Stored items
^^^^^^^^

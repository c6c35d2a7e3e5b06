use crate::Event;
use serde::{Deserialize, Serialize};
use uuid::Uuid;

/// Standard event types defined by the platform
/// Plugins can also define custom events

#[derive(Debug, Clone, Serialize, Deserialize)]
pub struct SubmissionJudgedEvent {
    pub submission_id: Uuid,
    pub user_id: Uuid,
    pub problem_id: Uuid,
    pub verdict: String,
    pub execution_time_ms: Option<i32>,
    pub execution_memory_kb: Option<i32>,
}

#[derive(Debug, Clone, Serialize, Deserialize)]
pub struct ContestProblemFirstBloodEvent {
    pub contest_id: Uuid,
    pub problem_id: Uuid,
    pub user_id: Uuid,
    pub submission_id: Uuid,
}

#[derive(Debug, Clone, Serialize, Deserialize)]
pub struct UserRegisteredEvent {
    pub user_id: Uuid,
    pub username: String,
    pub email: String,
}

#[derive(Debug, Clone, Serialize, Deserialize)]
pub struct ContestStartedEvent {
    pub contest_id: Uuid,
    pub start_time: chrono::DateTime<chrono::Utc>,
}

#[derive(Debug, Clone, Serialize, Deserialize)]
pub struct ContestEndedEvent {
    pub contest_id: Uuid,
    pub end_time: chrono::DateTime<chrono::Utc>,
}

impl SubmissionJudgedEvent {
    pub fn to_event(&self, source_plugin_id: Option<Uuid>) -> Event {
        Event {
            id: Uuid::new_v4(),
            event_type: "submission.judged".to_string(),
            source_plugin_id,
            timestamp: chrono::Utc::now(),
            payload: serde_json::to_value(self).unwrap(),
        }
    }
}

impl ContestProblemFirstBloodEvent {
    pub fn to_event(&self, source_plugin_id: Option<Uuid>) -> Event {
        Event {
            id: Uuid::new_v4(),
            event_type: "contest.problem.first_blood".to_string(),
            source_plugin_id,
            timestamp: chrono::Utc::now(),
            payload: serde_json::to_value(self).unwrap(),
        }
    }
}

impl UserRegisteredEvent {
    pub fn to_event(&self, source_plugin_id: Option<Uuid>) -> Event {
        Event {
            id: Uuid::new_v4(),
            event_type: "user.registered".to_string(),
            source_plugin_id,
            timestamp: chrono::Utc::now(),
            payload: serde_json::to_value(self).unwrap(),
        }
    }
}

impl ContestStartedEvent {
    pub fn to_event(&self, source_plugin_id: Option<Uuid>) -> Event {
        Event {
            id: Uuid::new_v4(),
            event_type: "contest.started".to_string(),
            source_plugin_id,
            timestamp: chrono::Utc::now(),
            payload: serde_json::to_value(self).unwrap(),
        }
    }
}

impl ContestEndedEvent {
    pub fn to_event(&self, source_plugin_id: Option<Uuid>) -> Event {
        Event {
            id: Uuid::new_v4(),
            event_type: "contest.ended".to_string(),
            source_plugin_id,
            timestamp: chrono::Utc::now(),
            payload: serde_json::to_value(self).unwrap(),
        }
    }
}

/// Additional event types for comprehensive platform coverage
#[derive(Debug, Clone, Serialize, Deserialize)]
pub struct SubmissionSubmittedEvent {
    pub submission_id: Uuid,
    pub user_id: Uuid,
    pub problem_id: Uuid,
    pub language_id: Uuid,
    pub contest_id: Option<Uuid>,
}

#[derive(Debug, Clone, Serialize, Deserialize)]
pub struct ProblemCreatedEvent {
    pub problem_id: Uuid,
    pub title: String,
    pub difficulty: Option<String>,
    pub creator_id: Uuid,
}

#[derive(Debug, Clone, Serialize, Deserialize)]
pub struct PluginLoadedEvent {
    pub plugin_id: Uuid,
    pub plugin_name: String,
    pub version: String,
}

#[derive(Debug, Clone, Serialize, Deserialize)]
pub struct PluginUnloadedEvent {
    pub plugin_id: Uuid,
    pub plugin_name: String,
}

#[derive(Debug, Clone, Serialize, Deserialize)]
pub struct AnnouncementCreatedEvent {
    pub announcement_id: Uuid,
    pub contest_id: Option<Uuid>,
    pub title: String,
    pub content: String,
    pub author_id: Uuid,
}

#[derive(Debug, Clone, Serialize, Deserialize)]
pub struct ClarificationRequestedEvent {
    pub clarification_id: Uuid,
    pub contest_id: Uuid,
    pub problem_id: Uuid,
    pub user_id: Uuid,
    pub question: String,
}

#[derive(Debug, Clone, Serialize, Deserialize)]
pub struct ClarificationAnsweredEvent {
    pub clarification_id: Uuid,
    pub contest_id: Uuid,
    pub problem_id: Uuid,
    pub answer: String,
    pub is_public: bool,
}

impl SubmissionSubmittedEvent {
    pub fn to_event(&self, source_plugin_id: Option<Uuid>) -> Event {
        Event {
            id: Uuid::new_v4(),
            event_type: "submission.submitted".to_string(),
            source_plugin_id,
            timestamp: chrono::Utc::now(),
            payload: serde_json::to_value(self).unwrap(),
        }
    }
}

impl ProblemCreatedEvent {
    pub fn to_event(&self, source_plugin_id: Option<Uuid>) -> Event {
        Event {
            id: Uuid::new_v4(),
            event_type: "problem.created".to_string(),
            source_plugin_id,
            timestamp: chrono::Utc::now(),
            payload: serde_json::to_value(self).unwrap(),
        }
    }
}

impl PluginLoadedEvent {
    pub fn to_event(&self, source_plugin_id: Option<Uuid>) -> Event {
        Event {
            id: Uuid::new_v4(),
            event_type: "plugin.loaded".to_string(),
            source_plugin_id,
            timestamp: chrono::Utc::now(),
            payload: serde_json::to_value(self).unwrap(),
        }
    }
}

impl PluginUnloadedEvent {
    pub fn to_event(&self, source_plugin_id: Option<Uuid>) -> Event {
        Event {
            id: Uuid::new_v4(),
            event_type: "plugin.unloaded".to_string(),
            source_plugin_id,
            timestamp: chrono::Utc::now(),
            payload: serde_json::to_value(self).unwrap(),
        }
    }
}

impl AnnouncementCreatedEvent {
    pub fn to_event(&self, source_plugin_id: Option<Uuid>) -> Event {
        Event {
            id: Uuid::new_v4(),
            event_type: "announcement.created".to_string(),
            source_plugin_id,
            timestamp: chrono::Utc::now(),
            payload: serde_json::to_value(self).unwrap(),
        }
    }
}

impl ClarificationRequestedEvent {
    pub fn to_event(&self, source_plugin_id: Option<Uuid>) -> Event {
        Event {
            id: Uuid::new_v4(),
            event_type: "clarification.requested".to_string(),
            source_plugin_id,
            timestamp: chrono::Utc::now(),
            payload: serde_json::to_value(self).unwrap(),
        }
    }
}

impl ClarificationAnsweredEvent {
    pub fn to_event(&self, source_plugin_id: Option<Uuid>) -> Event {
        Event {
            id: Uuid::new_v4(),
            event_type: "clarification.answered".to_string(),
            source_plugin_id,
            timestamp: chrono::Utc::now(),
            payload: serde_json::to_value(self).unwrap(),
        }
    }
}

/// Event type constants for easy reference
pub mod event_types {
    // Submission events
    pub const SUBMISSION_SUBMITTED: &str = "submission.submitted";
    pub const SUBMISSION_JUDGED: &str = "submission.judged";
    pub const SUBMISSION_QUEUED: &str = "submission.queued";
    
    // Contest events
    pub const CONTEST_CREATED: &str = "contest.created";
    pub const CONTEST_STARTED: &str = "contest.started";
    pub const CONTEST_ENDED: &str = "contest.ended";
    pub const CONTEST_PROBLEM_FIRST_BLOOD: &str = "contest.problem.first_blood";
    
    // User events
    pub const USER_REGISTERED: &str = "user.registered";
    pub const USER_LOGIN: &str = "user.login";
    pub const USER_LOGOUT: &str = "user.logout";
    
    // Problem events
    pub const PROBLEM_CREATED: &str = "problem.created";
    pub const PROBLEM_UPDATED: &str = "problem.updated";
    pub const PROBLEM_DELETED: &str = "problem.deleted";
    
    // Plugin system events
    pub const PLUGIN_LOADED: &str = "plugin.loaded";
    pub const PLUGIN_UNLOADED: &str = "plugin.unloaded";
    pub const PLUGIN_ERROR: &str = "plugin.error";
    
    // Communication events
    pub const ANNOUNCEMENT_CREATED: &str = "announcement.created";
    pub const CLARIFICATION_REQUESTED: &str = "clarification.requested";
    pub const CLARIFICATION_ANSWERED: &str = "clarification.answered";
    
    // System events
    pub const SYSTEM_MAINTENANCE_START: &str = "system.maintenance.start";
    pub const SYSTEM_MAINTENANCE_END: &str = "system.maintenance.end";
    pub const SYSTEM_BACKUP_COMPLETE: &str = "system.backup.complete";
}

^^^^^^^^

• **Activity**: Please quote nothing but the lines from the line with "pub const PROBLEM_DELETED: &str" through the end of the data above, exactly as written, ends included.

• **Written solution**:
    pub const PROBLEM_DELETED: &str = "problem.deleted";
    
    // Plugin system events
    pub const PLUGIN_LOADED: &str = "plugin.loaded";
    pub const PLUGIN_UNLOADED: &str = "plugin.unloaded";
    pub const PLUGIN_ERROR: &str = "plugin.error";
    
    // Communication events
    pub const ANNOUNCEMENT_CREATED: &str = "announcement.created";
    pub const CLARIFICATION_REQUESTED: &str = "clarification.requested";
    pub const CLARIFICATION_ANSWERED: &str = "clarification.answered";
    
    // System events
    pub const SYSTEM_MAINTENANCE_START: &str = "system.maintenance.start";
    pub const SYSTEM_MAINTENANCE_END: &str = "system.maintenance.end";
    pub const SYSTEM_BACKUP_COMPLETE: &str = "system.backup.complete";
}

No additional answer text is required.